Restringir o arquivo de alvo de drogas do DrugBank a colunas relevantes. Só reter entradas para entidades moleculares humanas. Em seguida, extrair as colunas relevantes e filtrar os dados para espécies humanas.
Uma vez que o nome da droga e as informações de alvo de drogas são fornecidas em dois arquivos CSV separados, as informações dos dois arquivos devem ser mescladas. Para isso, as entradas do nome da droga devem ser normalizadas primeiro. Em seguida, normalizar o arquivo alvo da droga para ter uma linha por droga.
Continue com o arquivo de vocabulário do DrugBank e extraia as colunas relevantes. Uma vez que o nome da droga e as informações de alvo de drogas são fornecidas em dois arquivos CSV separados, mescla as informações dos dois arquivos usando o DrugBank ID comum.Junte-se ao conjunto de dados de interação letal sintética com o arquivo de nome de droga alvo de drogas gerado na etapa anterior usando as colunas de símbolos genéticos, certificando-se de adicionar nomes de drogas para ambos os parceiros de cada interação letal sintética. Finalmente, recupere informações sobre ensaios clínicos de ClinicalTrials.gov.
Para fácil acesso, utilize o banco de dados relacional fornecido pela Clinical Trials Transformation Initiative, criando uma conta primeiro, se necessário. Dissolver os medicamentos propostos em solventes apropriados, como DMSO ou PBS, em pelo menos quatro concentrações diferentes.

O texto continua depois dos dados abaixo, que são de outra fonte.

//! Memory-mapped TIFF raster
//!
//! Opens an uncompressed, stripped TIFF file, locates its pixel array and
//! maps the file into memory. Reads decode only the bytes a region touches,
//! so a tile of a huge file costs as much as the tile itself.

use log::{debug, info, trace};
use memmap2::Mmap;
use ndarray::{ArrayD, IxDyn};
use std::fs::File;
use std::io::BufReader;
use std::path::{Path, PathBuf};

use crate::errors::{TileError, TileResult};
use crate::raster::dtype::DType;
use crate::raster::region::RegionBox;
use crate::raster::source::RasterSource;
use crate::tiff::layout::RasterLayout;
use crate::tiff::reader::TiffReader;

/// File extensions accepted by [`MappedRaster::open`]
const TIFF_EXTENSIONS: [&str; 2] = ["tif", "tiff"];

/// A TIFF pixel array addressed through a read-only memory map
#[derive(Debug)]
pub struct MappedRaster {
    path: PathBuf,
    layout: RasterLayout,
    /// C-order element strides of `layout.shape`
    strides: Vec<usize>,
    mmap: Mmap,
}

impl MappedRaster {
    /// Opens and maps the TIFF file at `path`
    ///
    /// Fails when the path does not name a `.tif`/`.tiff` file, cannot be
    /// read, or stores its pixels in a way that cannot be mapped flat
    /// (compressed, tiled or scattered strips).
    pub fn open<P: AsRef<Path>>(path: P) -> TileResult<Self> {
        let path = path.as_ref();
        check_extension(path)?;

        let path_str = path.to_str().ok_or_else(|| {
            TileError::UnsupportedFormat(format!("path is not valid UTF-8: {}", path.display()))
        })?;

        let mut tiff_reader = TiffReader::new();
        let tiff = tiff_reader.load(path_str)?;
        debug!("Parsed {}", tiff);

        let file = File::open(path)?;
        let mut reader = BufReader::new(file.try_clone()?);
        let layout = RasterLayout::discover(&tiff, &tiff_reader, &mut reader)?;

        // Safety: the map is read-only; the file must not be truncated while
        // it is open, the same contract every memory-mapped reader carries.
        let mmap = unsafe { Mmap::map(&file)? };

        let end = layout.data_offset + layout.nbytes;
        if (mmap.len() as u64) < end {
            return Err(TileError::UnsupportedLayout(format!(
                "mapped {} bytes but the pixel data ends at {}",
                mmap.len(), end
            )));
        }

        info!("Mapped {} as {} {:?}", path.display(), layout.dtype, layout.shape);

        Ok(MappedRaster {
            path: path.to_path_buf(),
            strides: c_strides(&layout.shape),
            layout,
            mmap,
        })
    }

    /// Path the raster was opened from
    pub fn path(&self) -> &Path {
        &self.path
    }

    /// Layout of the pixel array inside the file
    pub fn layout(&self) -> &RasterLayout {
        &self.layout
    }

    /// Bytes of `count` elements starting at flat element index `index`
    fn element_bytes(&self, index: usize, count: usize) -> TileResult<&[u8]> {
        let itemsize = self.layout.dtype.itemsize();
        let start = self.layout.data_offset as usize + index * itemsize;
        let end = start + count * itemsize;

        self.mmap.get(start..end).ok_or_else(|| {
            TileError::GenericError(format!(
                "element range {}..{} lies outside the mapped file",
                index, index + count
            ))
        })
    }
}

impl RasterSource for MappedRaster {
    fn shape(&self) -> &[usize] {
        &self.layout.shape
    }

    fn dtype(&self) -> DType {
        self.layout.dtype
    }

    fn read_strided(&self, region: &RegionBox, steps: &[usize]) -> TileResult<ArrayD<f64>> {
        region.check_within(&self.layout.shape)?;
        check_steps(steps, region.ndim())?;

        let out_shape = strided_shape(region, steps);
        let total: usize = out_shape.iter().product();
        let mut values = Vec::with_capacity(total);

        if total > 0 {
            let handler = self.layout.byte_order.create_handler();
            let dtype = self.layout.dtype;
            let last = region.ndim() - 1;
            let run = out_shape[last];
            let contiguous = steps[last] == 1;

            trace!("Reading {} from {} (steps {:?}, contiguous rows: {})",
                   region, self.path.display(), steps, contiguous);

            // Odometer over every axis but the last
            let mut counter = vec![0usize; last];
            loop {
                let row_start: usize = (0..last)
                    .map(|i| (region.start()[i] + counter[i] * steps[i]) * self.strides[i])
                    .sum::<usize>()
                    + region.start()[last];

                if contiguous {
                    handler.decode_samples(self.element_bytes(row_start, run)?, dtype, &mut values);
                } else {
                    for k in 0..run {
                        let bytes = self.element_bytes(row_start + k * steps[last], 1)?;
                        handler.decode_samples(bytes, dtype, &mut values);
                    }
                }

                if !advance(&mut counter, &out_shape[..last]) {
                    break;
                }
            }
        }

        ArrayD::from_shape_vec(IxDyn(&out_shape), values)
            .map_err(|e| TileError::GenericError(format!("Failed to shape region {}: {}", region, e)))
    }
}

/// Rejects paths without a TIFF extension
fn check_extension(path: &Path) -> TileResult<()> {
    let extension = path.extension()
        .and_then(|e| e.to_str())
        .map(|e| e.to_ascii_lowercase());

    match extension {
        Some(ext) if TIFF_EXTENSIONS.contains(&ext.as_str()) => Ok(()),
        _ => Err(TileError::UnsupportedFormat(format!(
            "{} is not a .tif or .tiff file",
            path.display()
        ))),
    }
}

/// Checks that there is one positive step per axis
pub(crate) fn check_steps(steps: &[usize], ndim: usize) -> TileResult<()> {
    if steps.len() != ndim {
        return Err(TileError::GenericError(format!(
            "got {} steps for a region with {} axes",
            steps.len(), ndim
        )));
    }
    if steps.contains(&0) {
        return Err(TileError::GenericError("read steps must be at least 1".to_string()));
    }
    Ok(())
}

/// Shape of a strided read: `ceil(extent / step)` per axis
pub(crate) fn strided_shape(region: &RegionBox, steps: &[usize]) -> Vec<usize> {
    region.shape().iter().zip(steps).map(|(&n, &s)| n.div_ceil(s)).collect()
}

/// C-order strides, in elements
fn c_strides(shape: &[usize]) -> Vec<usize> {
    let mut strides = vec![1; shape.len()];
    for i in (0..shape.len().saturating_sub(1)).rev() {
        strides[i] = strides[i + 1] * shape[i + 1];
    }
    strides
}

/// Steps a row-major counter; returns false once it wraps around
fn advance(counter: &mut [usize], limits: &[usize]) -> bool {
    for i in (0..counter.len()).rev() {
        counter[i] += 1;
        if counter[i] < limits[i] {
            return true;
        }
        counter[i] = 0;
    }
    false
}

Adicione os medicamentos às células de câncer de mama humanas semeadas em uma placa de 96 poços, e incuba-as pelo tempo desejado para determinar os valores de concentração inibitória.
Use um ensaio de viabilidade ou apoptose de escolha para determinar a viabilidade celular com várias combinações e concentrações de medicamentos, começando com o IC50 previamente estabelecido. Em seguida, determine os efeitos citotóxicos sinérgicos das combinações de drogas calculando seu índice combinatório. Este método foi usado para identificar combinações de drogas visando interações letais sintéticas no câncer de ovário.
Verificou-se que 21 drogas únicas contribuíram para 84 combinações de drogas identificadas visando um conjunto de 39 interagidores letais sintéticos. O mesmo fluxo de trabalho foi utilizado para identificar 243 combinações promissoras de medicamentos visando 166 pares de genes letais sintéticos no contexto do câncer de mama. Combinações selecionadas foram testadas para seu impacto na viabilidade celular e apoptose em duas linhas de células cancerígenas de mama.
Os resultados do ensaio de viabilidade para celecoxib, ácido zoledrônico e a combinação de ácido zoledrônico e celecoxib nas linhas de células cancerígenas de mama SK-BR-3 demonstraram que, quando combinados, as drogas tinham um efeito sinérgico significativo na viabilidade celular. A coloração anexa em V e 7-AAD das células SK-BR-3 tratadas com as duas drogas por si só e combinadas mostrou que a porcentagem de células apoptóticas e necróticas tardias foi aumentada após o tratamento com a combinação da droga. Ao tentar este protocolo, tome o tempo necessário para identificar nomes de medicamentos correspondentes do DrugBank para todas as drogas e intervenções recuperadas de ensaios clínicos.
A inclusão de dados adicionais, como perfis de expressão genética ou o grau de anotação na literatura científica de interagidores letais sintéticos para a doença em estudo, pode ser usada ainda mais para priorizar interações letais sintéticas. Devido à crescente quantidade de dados biomédicos disponíveis, unir forças com biólogos computacionais é uma interação benéfica que leva a novas hipóteses a serem testadas em laboratório. Ao trabalhar com agentes citostáticos, certifique-se de seguir suas diretrizes locais que lidam com equipamentos de segurança de laboratório e o manuseio de reagentes perigosos.
A qualquer momento, evite contato direto e certifique-se de coletar informações sobre a substância usada antes de iniciar o experimento.